「全部自分でやったほうがいい」は思い込み

かつて僕の『多動力』(幻冬舎)という本がベストセラーになって多くの人に読んでもらえた。ただそれによって「多動力」という言葉だけが独り歩きしてしまった面もある。とにかく手を拡げることが目的化してしまい、何もかもが中途半端になって燃え尽きてしまった人もいたと聞く。

挑戦する姿勢そのものはすばらしい。でも、自分の体力という重要なリソースを冷静に見積もらないといけない。すべてのタスクを自分でやろうとすれば、体力も気力も雑務ですり減っていく。その結果、もっともエネルギーを必要とするはずのクリエイティブな思考や重要な意思決定の場面で、力を発揮できなくなってしまうのだ。

なんでも自分でやったほうがクオリティは高まる――それは思い込みだ。僕はその発想をとうの昔に捨てた。他人に頼るのは甘えではない。自分の能力を最大限に解放するための戦略だ。

堀江貴文氏
提供=徳間書店
堀江貴文氏

体力を「本当に価値を生み出す場面」に温存しておく

他人に任せるのは不安がともなうかもしれない。自分でやったほうが早いと感じるときもあるかもしれない。でもその目先の効率と引き換えに、未来の可能性を失っているのだ。挑戦やチャンスは気合いとか根性ではなく、余力から生まれるのである。

他動力は、自分には体力がないと感じている人にこそ強力な武器になる。体力が有り余っている人は、本来なら自分でやる必要のない作業まで力ずくでこなせてしまう。でも体力に自信がない人には、そんなムダ遣いをする余裕はないはずだ。

だからこそ、他人の力を積極的に活用し、自分の体力の効率化をはかる。そうして確保した貴重なエネルギーを、新しい学びや未来への挑戦といった、本当に価値ある領域に集中させていこう。

大丈夫だ。

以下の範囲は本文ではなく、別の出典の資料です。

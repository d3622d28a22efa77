use crate::error::ComplianceError;
use crate::store::StateStore;
use crate::types::{EntityId, NewEntity};
use tracing::info;

/// Ordered set of entities the monitor evaluates each cycle.
///
/// Built once at startup and handed to the monitor; iteration order is
/// registration order.
#[derive(Debug, Clone, Default)]
pub struct EntityRegistry {
    ids: Vec<EntityId>,
}

impl EntityRegistry {
    pub fn new() -> Self {
        Self::default()
    }

    /// Returns `false` if the id was already registered.
    pub fn register(&mut self, entity_id: EntityId) -> bool {
        if self.contains(&entity_id) {
            return false;
        }
        self.ids.push(entity_id);
        true
    }

    pub fn contains(&self, entity_id: &EntityId) -> bool {
        self.ids.iter().any(|id| id == entity_id)
    }

    pub fn iter(&self) -> impl Iterator<Item = &EntityId> {
        self.ids.iter()
    }

    pub fn len(&self) -> usize {
        self.ids.len()
    }

    pub fn is_empty(&self) -> bool {
        self.ids.is_empty()
    }

    /// Register every entity already present in the store, in store order.
    pub async fn from_store(store: &dyn StateStore) -> Result<Self, ComplianceError> {
        let mut registry = Self::new();
        for entity in store.list_entities().await? {
            registry.register(entity.id);
        }
        Ok(registry)
    }

    /// Seed `entities` into the store (existing rows are left untouched), make sure the
    /// protocol fund exists, and return a registry over the seeded ids.
    pub async fn seed(
        store: &dyn StateStore,
        entities: impl IntoIterator<Item = NewEntity>,
    ) -> Result<Self, ComplianceError> {
        store.ensure_protocol_fund().await?;
        let mut registry = Self::new();
        for entity in entities {
            let id = entity.id.clone();
            if store.register_entity(entity).await? {
                info!(entity_id = %id, "Registered entity");
            }
            registry.register(id);
        }
        Ok(registry)
    }
}

impl FromIterator<EntityId> for EntityRegistry {
    fn from_iter<T: IntoIterator<Item = EntityId>>(iter: T) -> Self {
        let mut registry = Self::new();
        for id in iter {
            registry.register(id);
        }
        registry
    }
}

#[cfg(test)]
mod tests {
    use super::*;
    use crate::store::memory::InMemoryStateStore;

    #[test]
    fn keeps_registration_order_without_duplicates() {
        let registry: EntityRegistry = ["b", "a", "b"].into_iter().map(EntityId::from).collect();
        let ids: Vec<&str> = registry.iter().map(EntityId::as_str).collect();
        assert_eq!(ids, vec!["b", "a"]);
    }

    #[tokio::test]
    async fn seeding_twice_keeps_existing_stake() {
        let store = InMemoryStateStore::new();
        EntityRegistry::seed(&store, [NewEntity::new("factory-001", "Bhilai", 100)])
            .await
            .unwrap();
        let registry =
            EntityRegistry::seed(&store, [NewEntity::new("factory-001", "Bhilai", 500)])
                .await
                .unwrap();

        assert_eq!(registry.len(), 1);
        let entity = store
            .get_entity(&EntityId::new("factory-001"))
            .await
            .unwrap()
            .unwrap();
        assert_eq!(entity.stake_balance, 100);
        assert_eq!(store.protocol_fund().await.unwrap().admin_fund_balance, 0);

        let reloaded = EntityRegistry::from_store(&store).await.unwrap();
        assert_eq!(reloaded.len(), 1);
    }
}
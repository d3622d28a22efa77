use crate::oracle::Forecast;
use crate::types::ComplianceStatus;

/// Outcome of evaluating one reading against the two-tier policy.
#[derive(Debug, Clone, Copy, PartialEq)]
pub enum Verdict {
    /// Tier 2: the current reading is above the penalty threshold.
    ActualBreach { pm2_5: f64 },
    /// Tier 1 could not run: fewer readings than the oracle's lookback.
    InsufficientHistory { available: usize, required: usize },
    /// Tier 1 ran and produced a forecast.
    Forecast(Forecast),
}

impl Verdict {
    /// Status implied by this verdict. Never depends on the previous status.
    pub fn status(&self) -> ComplianceStatus {
        match self {
            Self::ActualBreach { .. } => ComplianceStatus::Penalty,
            Self::InsufficientHistory { .. } => ComplianceStatus::Normal,
            Self::Forecast(forecast) if forecast.breach_predicted => ComplianceStatus::Alert,
            Self::Forecast(_) => ComplianceStatus::Normal,
        }
    }
}

/// Actual-breach rule. The forecast threshold belongs to the oracle, not here.
#[derive(Debug, Clone, Copy)]
pub struct BreachPolicy {
    pub actual_penalty_threshold: f64,
}

impl BreachPolicy {
    pub fn new(actual_penalty_threshold: f64) -> Self {
        Self {
            actual_penalty_threshold,
        }
    }

    pub fn is_actual_breach(&self, pm2_5: f64) -> bool {
        pm2_5 > self.actual_penalty_threshold
    }

    /// Pure transition function. `forecast` is only consulted when tier 2 does not
    /// fire and the history window is complete.
    pub fn evaluate(
        &self,
        pm2_5: f64,
        available: usize,
        required: usize,
        forecast: Option<Forecast>,
    ) -> Verdict {
        if self.is_actual_breach(pm2_5) {
            return Verdict::ActualBreach { pm2_5 };
        }
        match forecast {
            Some(forecast) if available >= required => Verdict::Forecast(forecast),
            _ => Verdict::InsufficientHistory {
                available,
                required,
            },
        }
    }
}
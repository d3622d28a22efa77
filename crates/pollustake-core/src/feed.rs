use crate::types::{EntityId, SensorSample};
use async_trait::async_trait;
use thiserror::Error;

/// Sensor feed failures. The monitor never retries within a cycle.
#[derive(Debug, Error)]
pub enum FeedError {
    #[error("no sensor registered for entity '{0}'")]
    UnknownEntity(String),

    #[error("sensor unavailable: {0}")]
    Unavailable(String),

    #[error("sensor misconfigured: {0}")]
    Misconfigured(String),
}

/// Source of one structured reading per entity per cycle.
#[async_trait]
pub trait SensorFeed: Send + Sync {
    async fn next_reading(&self, entity_id: &EntityId) -> Result<SensorSample, FeedError>;
}
//! Persistent state behind the compliance core.
//!
//! The store holds entities, readings, the forecast log, the slash ledger and
//! the protocol fund. The slash transaction is a single trait method so each
//! backend can make it atomic with its own primitives.

pub mod memory;
#[cfg(feature = "postgres")]
pub mod postgres;

use crate::error::{StoreError, StoreResult};
use crate::ledger::SlashRequest;
use crate::types::{
    ComplianceStatus, Entity, EntityId, ForecastLogEntry, NewEntity, NewReading, ProtocolFund,
    Reading, SlashEvent,
};
use async_trait::async_trait;
use std::sync::Arc;

/// Generic query window for paged reads. `limit == 0` means unbounded.
#[derive(Debug, Clone, Copy, Default)]
pub struct QueryWindow {
    pub limit: usize,
    pub offset: usize,
}

impl QueryWindow {
    pub fn latest(limit: usize) -> Self {
        Self { limit, offset: 0 }
    }
}

/// The protocol fund together with every slash event (newest first), read from
/// one consistent snapshot.
#[derive(Debug, Clone, Default)]
pub struct LedgerSnapshot {
    pub fund: ProtocolFund,
    pub slash_events: Vec<SlashEvent>,
}

/// Transactional state store shared by the monitor and the query API.
#[async_trait]
pub trait StateStore: Send + Sync {
    fn backend_label(&self) -> &'static str;

    /// Insert an entity unless one with the same id exists. Returns whether a row was inserted.
    async fn register_entity(&self, entity: NewEntity) -> StoreResult<bool>;

    /// Create the protocol fund singleton if missing.
    async fn ensure_protocol_fund(&self) -> StoreResult<()>;

    /// All entities in registration order.
    async fn list_entities(&self) -> StoreResult<Vec<Entity>>;

    async fn get_entity(&self, entity_id: &EntityId) -> StoreResult<Option<Entity>>;

    async fn append_reading(&self, entity_id: &EntityId, reading: NewReading)
        -> StoreResult<Reading>;

    /// Up to `limit` most recent readings, oldest first.
    async fn recent_readings(&self, entity_id: &EntityId, limit: usize)
        -> StoreResult<Vec<Reading>>;

    async fn append_forecast(&self, entry: ForecastLogEntry) -> StoreResult<()>;

    async fn latest_forecast(&self, entity_id: &EntityId) -> StoreResult<Option<ForecastLogEntry>>;

    async fn set_status(&self, entity_id: &EntityId, status: ComplianceStatus) -> StoreResult<()>;

    /// Apply a slash atomically: status, stake debit, fund credit and ledger append
    /// all commit together or not at all.
    async fn apply_slash(&self, request: SlashRequest) -> StoreResult<SlashEvent>;

    /// Slash events newest first, optionally restricted to one entity.
    async fn list_slash_events(
        &self,
        entity_id: Option<&EntityId>,
        window: QueryWindow,
    ) -> StoreResult<Vec<SlashEvent>>;

    async fn protocol_fund(&self) -> StoreResult<ProtocolFund>;

    /// Fund and ledger as of one point in time. No slash may commit between the two reads.
    async fn ledger_snapshot(&self) -> StoreResult<LedgerSnapshot>;

    /// Release backend resources. Called once the monitor has stopped.
    async fn close(&self) {}
}

/// State store backend configuration.
#[derive(Debug, Clone, Default)]
pub enum StorageConfig {
    /// Keep all state in process memory only.
    #[default]
    Memory,
    /// Persist all state in PostgreSQL through a bounded connection pool.
    Postgres {
        database_url: String,
        max_connections: u32,
        acquire_timeout_secs: u64,
    },
}

impl StorageConfig {
    pub fn memory() -> Self {
        Self::Memory
    }

    pub fn postgres(database_url: impl Into<String>, max_connections: u32) -> Self {
        Self::Postgres {
            database_url: database_url.into(),
            max_connections,
            acquire_timeout_secs: 5,
        }
    }

    pub fn label(&self) -> &'static str {
        match self {
            Self::Memory => "memory",
            Self::Postgres { .. } => "postgres",
        }
    }

    /// Open the configured backend. Any error here is fatal for the process.
    pub async fn connect(&self) -> StoreResult<Arc<dyn StateStore>> {
        match self {
            Self::Memory => Ok(Arc::new(memory::InMemoryStateStore::new())),
            #[cfg(feature = "postgres")]
            Self::Postgres {
                database_url,
                max_connections,
                acquire_timeout_secs,
            } => {
                let store = postgres::PostgresStateStore::connect_with_options(
                    database_url,
                    *max_connections,
                    *acquire_timeout_secs,
                )
                .await?;
                Ok(Arc::new(store))
            }
            #[cfg(not(feature = "postgres"))]
            Self::Postgres { .. } => Err(StoreError::Schema(
                "postgres storage requested but pollustake-core was built without the 'postgres' feature"
                    .to_string(),
            )),
        }
    }
}

pub(crate) fn apply_window<T>(items: Vec<T>, window: QueryWindow) -> Vec<T> {
    let iter = items.into_iter().skip(window.offset);
    if window.limit == 0 {
        iter.collect()
    } else {
        iter.take(window.limit).collect()
    }
}

pub(crate) fn not_found(entity_id: &EntityId) -> StoreError {
    StoreError::NotFound(format!("entity '{entity_id}' not found"))
}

体力的なハンディキャップはより賢く戦略的に動くための動機になり得る。むしろ体力でまさる人は自分を過信するあまり、工夫を怠りがちだ。つまり戦略的に動けば、体力に自信がない人でも彼らを大きく引き離すことも可能なのである。

ひとりで抱え込まないこと。人の力を借り、自分の体力を「本当に価値を生み出す場面」のために取っておくこと。僕が実践してきた多動力の正体とは、実はこの「他動力」にほかならない。